>>>
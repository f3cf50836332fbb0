//! Background wake word monitor
//!
//! A dedicated thread owns the microphone stream and forwards chunks to an
//! async evaluator. The evaluator segments speech, verifies the wake phrase
//! through STT and raises listening state transitions via the registered
//! handler.

use std::sync::atomic::{AtomicBool, Ordering};
use std::sync::{Arc, Mutex, RwLock};
use std::time::Duration;

use async_trait::async_trait;
use tokio::sync::mpsc;
use tokio::time::Instant;

use super::capture::{SAMPLE_RATE, SPEECH_ENERGY_THRESHOLD, calculate_energy, input_config, open_input_stream};
use super::wake_word::WakeWordDetector;
use super::{AudioSegment, StateHandler, Transcriber, WakeWordMonitor};
use crate::language::ListeningState;
use crate::session::normalize_wake_phrase;
use crate::{Error, Result};

/// Buffered audio chunks between the device thread and the evaluator
const CHUNK_QUEUE: usize = 512;

/// Shortest segment worth sending to STT for wake phrase verification
const MIN_CANDIDATE_SAMPLES: usize = SAMPLE_RATE as usize / 2;

/// Wake phrase and handler shared with the evaluator task
struct Shared {
    wake_phrase: RwLock<String>,
    handler: RwLock<Option<StateHandler>>,
}

impl Shared {
    fn wake_phrase(&self) -> String {
        self.wake_phrase
            .read()
            .map(|p| p.clone())
            .unwrap_or_default()
    }

    fn emit(&self, state: ListeningState) {
        let handler = self.handler.read().ok().and_then(|h| h.clone());
        match handler {
            Some(handler) => handler(state),
            None => tracing::debug!(%state, "no state handler registered"),
        }
    }
}

/// Running monitor resources
struct Running {
    stop: Arc<AtomicBool>,
    audio_thread: std::thread::JoinHandle<()>,
    evaluator: tokio::task::JoinHandle<()>,
}

/// Listens on the default microphone for the wake phrase
pub struct MicrophoneWakeMonitor {
    transcriber: Arc<dyn Transcriber>,
    listen_window: Duration,
    shared: Arc<Shared>,
    running: Mutex<Option<Running>>,
}

impl MicrophoneWakeMonitor {
    /// Create a monitor that verifies candidates with `transcriber`
    ///
    /// `listen_window` is how long the monitor stays active after a wake
    /// phrase before falling back to standby.
    #[must_use]
    pub fn new(transcriber: Arc<dyn Transcriber>, wake_phrase: &str, listen_window: Duration) -> Self {
        Self {
            transcriber,
            listen_window,
            shared: Arc::new(Shared {
                wake_phrase: RwLock::new(normalize_wake_phrase(wake_phrase)),
                handler: RwLock::new(None),
            }),
            running: Mutex::new(None),
        }
    }

    /// Check if the monitor is running
    #[must_use]
    pub fn is_running(&self) -> bool {
        self.running.lock().is_ok_and(|r| r.is_some())
    }
}

#[async_trait]
impl WakeWordMonitor for MicrophoneWakeMonitor {
    async fn start_monitoring(&self) -> Result<()> {
        if self.is_running() {
            return Ok(());
        }

        let config = input_config()?;
        let (chunk_tx, chunk_rx) = mpsc::channel::<Vec<f32>>(CHUNK_QUEUE);
        let (ready_tx, ready_rx) = std::sync::mpsc::sync_channel::<Result<()>>(1);
        let stop = Arc::new(AtomicBool::new(false));
        let thread_stop = Arc::clone(&stop);

        let audio_thread = std::thread::Builder::new()
            .name("wake-monitor-audio".to_string())
            .spawn(move || {
                let stream = match open_input_stream(&config, move |data| {
                    // Drop audio rather than block the device callback
                    let _ = chunk_tx.try_send(data.to_vec());
                }) {
                    Ok(stream) => {
                        let _ = ready_tx.send(Ok(()));
                        stream
                    }
                    Err(e) => {
                        let _ = ready_tx.send(Err(e));
                        return;
                    }
                };

                while !thread_stop.load(Ordering::Acquire) {
                    std::thread::sleep(Duration::from_millis(50));
                }

                drop(stream);
                tracing::debug!("wake monitor audio released");
            })?;

        tokio::task::spawn_blocking(move || ready_rx.recv())
            .await
            .map_err(|e| Error::WakeWord(e.to_string()))?
            .map_err(|_| Error::WakeWord("audio thread exited during startup".to_string()))??;

        let evaluator = tokio::spawn(run_evaluator(
            chunk_rx,
            Arc::clone(&self.transcriber),
            Arc::clone(&self.shared),
            self.listen_window,
        ));

        if let Ok(mut running) = self.running.lock() {
            *running = Some(Running {
                stop,
                audio_thread,
                evaluator,
            });
        }

        tracing::info!(wake_phrase = %self.shared.wake_phrase(), "wake word monitor started");
        Ok(())
    }

    async fn stop_monitoring(&self) {
        let running = self.running.lock().ok().and_then(|mut r| r.take());
        let Some(running) = running else {
            return;
        };

        running.stop.store(true, Ordering::Release);
        running.evaluator.abort();

        let joined = tokio::task::spawn_blocking(move || running.audio_thread.join()).await;
        if !matches!(joined, Ok(Ok(()))) {
            tracing::warn!("wake monitor audio thread did not shut down cleanly");
        }

        tracing::info!("wake word monitor stopped");
    }

    fn set_custom_wake_word(&self, phrase: &str) {
        if let Ok(mut current) = self.shared.wake_phrase.write() {
            *current = normalize_wake_phrase(phrase);
        }
    }

    fn on_state_change(&self, handler: StateHandler) {
        if let Ok(mut current) = self.shared.handler.write() {
            *current = Some(handler);
        }
    }
}

/// Listening window opened by a wake phrase
struct ActivationWindow {
    deadline: Instant,
    heard_speech: bool,
}

/// Consume audio chunks until the sender goes away
async fn run_evaluator(
    mut chunks: mpsc::Receiver<Vec<f32>>,
    transcriber: Arc<dyn Transcriber>,
    shared: Arc<Shared>,
    listen_window: Duration,
) {
    let mut detector = WakeWordDetector::new(&shared.wake_phrase());
    let mut window: Option<ActivationWindow> = None;

    loop {
        let next = match &window {
            Some(w) => tokio::time::timeout_at(w.deadline, chunks.recv()).await,
            None => Ok(chunks.recv().await),
        };

        let samples = match next {
            Ok(Some(samples)) => samples,
            Ok(None) => break,
            Err(_) => {
                // Window elapsed; only report standby if nothing was said
                if window.take().is_some_and(|w| !w.heard_speech) {
                    tracing::debug!("listening window timed out");
                    shared.emit(ListeningState::Standby);
                }
                detector.reset();
                continue;
            }
        };

        // Pick up phrase changes without a restart
        detector.set_wake_phrase(&shared.wake_phrase());

        if let Some(w) = window.as_mut() {
            if calculate_energy(&samples) > SPEECH_ENERGY_THRESHOLD {
                w.heard_speech = true;
            }
        }

        let Some(candidate) = detector.process(&samples) else {
            continue;
        };
        if candidate.len() < MIN_CANDIDATE_SAMPLES {
            continue;
        }

        tracing::debug!(samples = candidate.len(), "checking for wake word");
        let segment = AudioSegment::new(candidate, SAMPLE_RATE);
        match transcriber.transcribe(&segment).await {
            Ok(result) if detector.matches(&result.text) => {
                tracing::info!(transcript = %result.text, "wake word detected");
                shared.emit(ListeningState::Active);
                window = Some(ActivationWindow {
                    deadline: Instant::now() + listen_window,
                    heard_speech: false,
                });
            }
            Ok(result) => {
                tracing::trace!(transcript = %result.text, "no wake word");
            }
            Err(e) => {
                tracing::warn!(error = %e, "wake word verification failed");
            }
        }
    }

    tracing::debug!("wake word evaluator finished");
}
<<<
All of the records above must be reproduced exactly.

repository f3cf50836332fbb0
//! Background wake word monitor
//!
//! A dedicated thread owns the microphone stream and forwards chunks to an
//! async evaluator. The evaluator segments speech, verifies the wake phrase
//! through STT and raises listening state transitions via the registered
//! handler.

use std::sync::atomic::{AtomicBool, Ordering};
use std::sync::{Arc, Mutex, RwLock};
use std::time::Duration;

use async_trait::async_trait;
use tokio::sync::mpsc;
use tokio::time::Instant;

use super::capture::{SAMPLE_RATE, SPEECH_ENERGY_THRESHOLD, calculate_energy, input_config, open_input_stream};
use super::wake_word::WakeWordDetector;
use super::{AudioSegment, StateHandler, Transcriber, WakeWordMonitor};
use crate::language::ListeningState;
use crate::session::normalize_wake_phrase;
use crate::{Error, Result};

/// Buffered audio chunks between the device thread and the evaluator
const CHUNK_QUEUE: usize = 512;

/// Shortest segment worth sending to STT for wake phrase verification
const MIN_CANDIDATE_SAMPLES: usize = SAMPLE_RATE as usize / 2;

/// Wake phrase and handler shared with the evaluator task
struct Shared {
    wake_phrase: RwLock<String>,
    handler: RwLock<Option<StateHandler>>,
}

impl Shared {
    fn wake_phrase(&self) -> String {
        self.wake_phrase
            .read()
            .map(|p| p.clone())
            .unwrap_or_default()
    }

    fn emit(&self, state: ListeningState) {
        let handler = self.handler.read().ok().and_then(|h| h.clone());
        match handler {
            Some(handler) => handler(state),
            None => tracing::debug!(%state, "no state handler registered"),
        }
    }
}

/// Running monitor resources
struct Running {
    stop: Arc<AtomicBool>,
    audio_thread: std::thread::JoinHandle<()>,
    evaluator: tokio::task::JoinHandle<()>,
}

/// Listens on the default microphone for the wake phrase
pub struct MicrophoneWakeMonitor {
    transcriber: Arc<dyn Transcriber>,
    listen_window: Duration,
    shared: Arc<Shared>,
    running: Mutex<Option<Running>>,
}

impl MicrophoneWakeMonitor {
    /// Create a monitor that verifies candidates with `transcriber`
    ///
    /// `listen_window` is how long the monitor stays active after a wake
    /// phrase before falling back to standby.
    #[must_use]
    pub fn new(transcriber: Arc<dyn Transcriber>, wake_phrase: &str, listen_window: Duration) -> Self {
        Self {
            transcriber,
            listen_window,
            shared: Arc::new(Shared {
                wake_phrase: RwLock::new(normalize_wake_phrase(wake_phrase)),
                handler: RwLock::new(None),
            }),
            running: Mutex::new(None),
        }
    }

    /// Check if the monitor is running
    #[must_use]
    pub fn is_running(&self) -> bool {
        self.running.lock().is_ok_and(|r| r.is_some())
    }
}

#[async_trait]
impl WakeWordMonitor for MicrophoneWakeMonitor {
    async fn start_monitoring(&self) -> Result<()> {
        if self.is_running() {
            return Ok(());
        }

        let config = input_config()?;
        let (chunk_tx, chunk_rx) = mpsc::channel::<Vec<f32>>(CHUNK_QUEUE);
        let (ready_tx, ready_rx) = std::sync::mpsc::sync_channel::<Result<()>>(1);
        let stop = Arc::new(AtomicBool::new(false));
        let thread_stop = Arc::clone(&stop);

        let audio_thread = std::thread::Builder::new()
            .name("wake-monitor-audio".to_string())
            .spawn(move || {
                let stream = match open_input_stream(&config, move |data| {
                    // Drop audio rather than block the device callback
                    let _ = chunk_tx.try_send(data.to_vec());
                }) {
                    Ok(stream) => {
                        let _ = ready_tx.send(Ok(()));
                        stream
                    }
                    Err(e) => {
                        let _ = ready_tx.send(Err(e));
                        return;
                    }
                };

                while !thread_stop.load(Ordering::Acquire) {
                    std::thread::sleep(Duration::from_millis(50));
                }

                drop(stream);
                tracing::debug!("wake monitor audio released");
            })?;

        tokio::task::spawn_blocking(move || ready_rx.recv())
            .await
            .map_err(|e| Error::WakeWord(e.to_string()))?
            .map_err(|_| Error::WakeWord("audio thread exited during startup".to_string()))??;

        let evaluator = tokio::spawn(run_evaluator(
            chunk_rx,
            Arc::clone(&self.transcriber),
            Arc::clone(&self.shared),
            self.listen_window,
        ));

        if let Ok(mut running) = self.running.lock() {
            *running = Some(Running {
                stop,
                audio_thread,
                evaluator,
            });
        }

        tracing::info!(wake_phrase = %self.shared.wake_phrase(), "wake word monitor started");
        Ok(())
    }

    async fn stop_monitoring(&self) {
        let running = self.running.lock().ok().and_then(|mut r| r.take());
        let Some(running) = running else {
            return;
        };

        running.stop.store(true, Ordering::Release);
        running.evaluator.abort();

        let joined = tokio::task::spawn_blocking(move || running.audio_thread.join()).await;
        if !matches!(joined, Ok(Ok(()))) {
            tracing::warn!("wake monitor audio thread did not shut down cleanly");
        }

        tracing::info!("wake word monitor stopped");
    }

    fn set_custom_wake_word(&self, phrase: &str) {
        if let Ok(mut current) = self.shared.wake_phrase.write() {
            *current = normalize_wake_phrase(phrase);
        }
    }

    fn on_state_change(&self, handler: StateHandler) {
        if let Ok(mut current) = self.shared.handler.write() {
            *current = Some(handler);
        }
    }
}

/// Listening window opened by a wake phrase
struct ActivationWindow {
    deadline: Instant,
    heard_speech: bool,
}

/// Consume audio chunks until the sender goes away
async fn run_evaluator(
    mut chunks: mpsc::Receiver<Vec<f32>>,
    transcriber: Arc<dyn Transcriber>,
    shared: Arc<Shared>,
    listen_window: Duration,
) {
    let mut detector = WakeWordDetector::new(&shared.wake_phrase());
    let mut window: Option<ActivationWindow> = None;

    loop {
        let next = match &window {
            Some(w) => tokio::time::timeout_at(w.deadline, chunks.recv()).await,
            None => Ok(chunks.recv().await),
        };

        let samples = match next {
            Ok(Some(samples)) => samples,
            Ok(None) => break,
            Err(_) => {
                // Window elapsed; only report standby if nothing was said
                if window.take().is_some_and(|w| !w.heard_speech) {
                    tracing::debug!("listening window timed out");
                    shared.emit(ListeningState::Standby);
                }
                detector.reset();
                continue;
            }
        };

        // Pick up phrase changes without a restart
        detector.set_wake_phrase(&shared.wake_phrase());

        if let Some(w) = window.as_mut() {
            if calculate_energy(&samples) > SPEECH_ENERGY_THRESHOLD {
                w.heard_speech = true;
            }
        }

        let Some(candidate) = detector.process(&samples) else {
            continue;
        };
        if candidate.len() < MIN_CANDIDATE_SAMPLES {
            continue;
        }

        tracing::debug!(samples = candidate.len(), "checking for wake word");
        let segment = AudioSegment::new(candidate, SAMPLE_RATE);
        match transcriber.transcribe(&segment).await {
            Ok(result) if detector.matches(&result.text) => {
                tracing::info!(transcript = %result.text, "wake word detected");
                shared.emit(ListeningState::Active);
                window = Some(ActivationWindow {
                    deadline: Instant::now() + listen_window,
                    heard_speech: false,
                });
            }
            Ok(result) => {
                tracing::trace!(transcript = %result.text, "no wake word");
            }
            Err(e) => {
                tracing::warn!(error = %e, "wake word verification failed");
            }
        }
    }

    tracing::debug!("wake word evaluator finished");
}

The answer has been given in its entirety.